[Opening Source data section]

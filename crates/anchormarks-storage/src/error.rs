//! Storage error types

use thiserror::Error;

#[derive(Error, Debug)]
pub enum StorageError {
    #[error("Database error: {0}")]
    Database(#[from] rusqlite::Error),

    #[error("Not found: {0}")]
    NotFound(String),
}
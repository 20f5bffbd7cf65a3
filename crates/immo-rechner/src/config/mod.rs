use crate::valuation::{InvalidMatrixEntry, PricingConfiguration};
use std::env;
use std::fmt;
use std::fs;
use std::net::{IpAddr, SocketAddr};
use std::path::{Path, PathBuf};

/// Distinguishes runtime behavior for different stages of the service.
#[derive(Debug, Clone, Copy, PartialEq, Eq)]
pub enum AppEnvironment {
    Development,
    Test,
    Production,
}

impl AppEnvironment {
    fn from_str(value: &str) -> Self {
        match value.trim().to_ascii_lowercase().as_str() {
            "prod" | "production" => Self::Production,
            "test" | "ci" => Self::Test,
            _ => Self::Development,
        }
    }
}

/// Top-level configuration for the application.
#[derive(Debug, Clone)]
pub struct AppConfig {
    pub environment: AppEnvironment,
    pub server: ServerConfig,
    pub telemetry: TelemetryConfig,
    pub pricing: PricingConfiguration,
}

impl AppConfig {
    pub fn load() -> Result<Self, ConfigError> {
        dotenvy::dotenv().ok();

        let environment = AppEnvironment::from_str(
            &env::var("APP_ENV").unwrap_or_else(|_| "development".to_string()),
        );

        let host = env::var("APP_HOST").unwrap_or_else(|_| "127.0.0.1".to_string());
        let port = env::var("APP_PORT")
            .unwrap_or_else(|_| "3000".to_string())
            .parse::<u16>()
            .map_err(|_| ConfigError::InvalidPort)?;

        let log_level = env::var("APP_LOG_LEVEL").unwrap_or_else(|_| "info".to_string());

        let pricing = match env::var_os("APP_PRICING_MATRIX") {
            Some(path) => load_pricing_matrix(Path::new(&path))?,
            None => PricingConfiguration::standard(),
        };

        Ok(Self {
            environment,
            server: ServerConfig { host, port },
            telemetry: TelemetryConfig { log_level },
            pricing,
        })
    }
}

/// Reads an administrator-maintained matrix from a JSON document.
pub fn load_pricing_matrix(path: &Path) -> Result<PricingConfiguration, ConfigError> {
    let raw = fs::read_to_string(path).map_err(|source| ConfigError::PricingMatrixRead {
        path: path.to_path_buf(),
        source,
    })?;

    let matrix: PricingConfiguration =
        serde_json::from_str(&raw).map_err(|source| ConfigError::PricingMatrixParse {
            path: path.to_path_buf(),
            source,
        })?;

    matrix
        .validate()
        .map_err(ConfigError::InvalidPricingMatrix)?;

    Ok(matrix)
}

/// Settings controlling the HTTP server binding.
#[derive(Debug, Clone)]
pub struct ServerConfig {
    pub host: String,
    pub port: u16,
}

impl ServerConfig {
    pub fn socket_addr(&self) -> Result<SocketAddr, ConfigError> {
        if self.host.eq_ignore_ascii_case("localhost") {
            return Ok(SocketAddr::new(IpAddr::from([127, 0, 0, 1]), self.port));
        }

        let ip: IpAddr = self
            .host
            .parse()
            .map_err(|source| ConfigError::InvalidHost { source })?;

        Ok(SocketAddr::new(ip, self.port))
    }
}

/// Tracing controls.
#[derive(Debug, Clone)]
pub struct TelemetryConfig {
    pub log_level: String,
}

#[derive(Debug)]
pub enum ConfigError {
    InvalidPort,
    InvalidHost {
        source: std::net::AddrParseError,
    },
    PricingMatrixRead {
        path: PathBuf,
        source: std::io::Error,
    },
    PricingMatrixParse {
        path: PathBuf,
        source: serde_json::Error,
    },
    InvalidPricingMatrix(InvalidMatrixEntry),
}

impl fmt::Display for ConfigError {
    fn fmt(&self, f: &mut fmt::Formatter<'_>) -> fmt::Result {
        match self {
            ConfigError::InvalidPort => write!(f, "APP_PORT must be a valid u16"),
            ConfigError::InvalidHost { .. } => {
                write!(f, "APP_HOST must parse to an IPv4 or IPv6 address")
            }
            ConfigError::PricingMatrixRead { path, .. } => {
                write!(f, "unable to read pricing matrix {}", path.display())
            }
            ConfigError::PricingMatrixParse { path, .. } => {
                write!(f, "pricing matrix {} is not valid JSON", path.display())
            }
            ConfigError::InvalidPricingMatrix(entry) => write!(f, "{entry}"),
        }
    }
}

impl std::error::Error for ConfigError {
    fn source(&self) -> Option<&(dyn std::error::Error + 'static)> {
        match self {
            ConfigError::InvalidPort => None,
            ConfigError::InvalidHost { source } => Some(source),
            ConfigError::PricingMatrixRead { source, .. } => Some(source),
            ConfigError::PricingMatrixParse { source, .. } => Some(source),
            ConfigError::InvalidPricingMatrix(entry) => Some(entry),
        }
    }
}
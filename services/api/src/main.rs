use immo_rechner_api::run;

#[tokio::main]
async fn main() {
    if let Err(err) = run().await {
        eprintln!("application error: {err}");
        std::process::exit(1);
    }
}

[Closing Source data section]

**Work instructions:**
Count the lines in the records above that contain the word "AppEnvironment", and give only the number.

**Written answer:**
4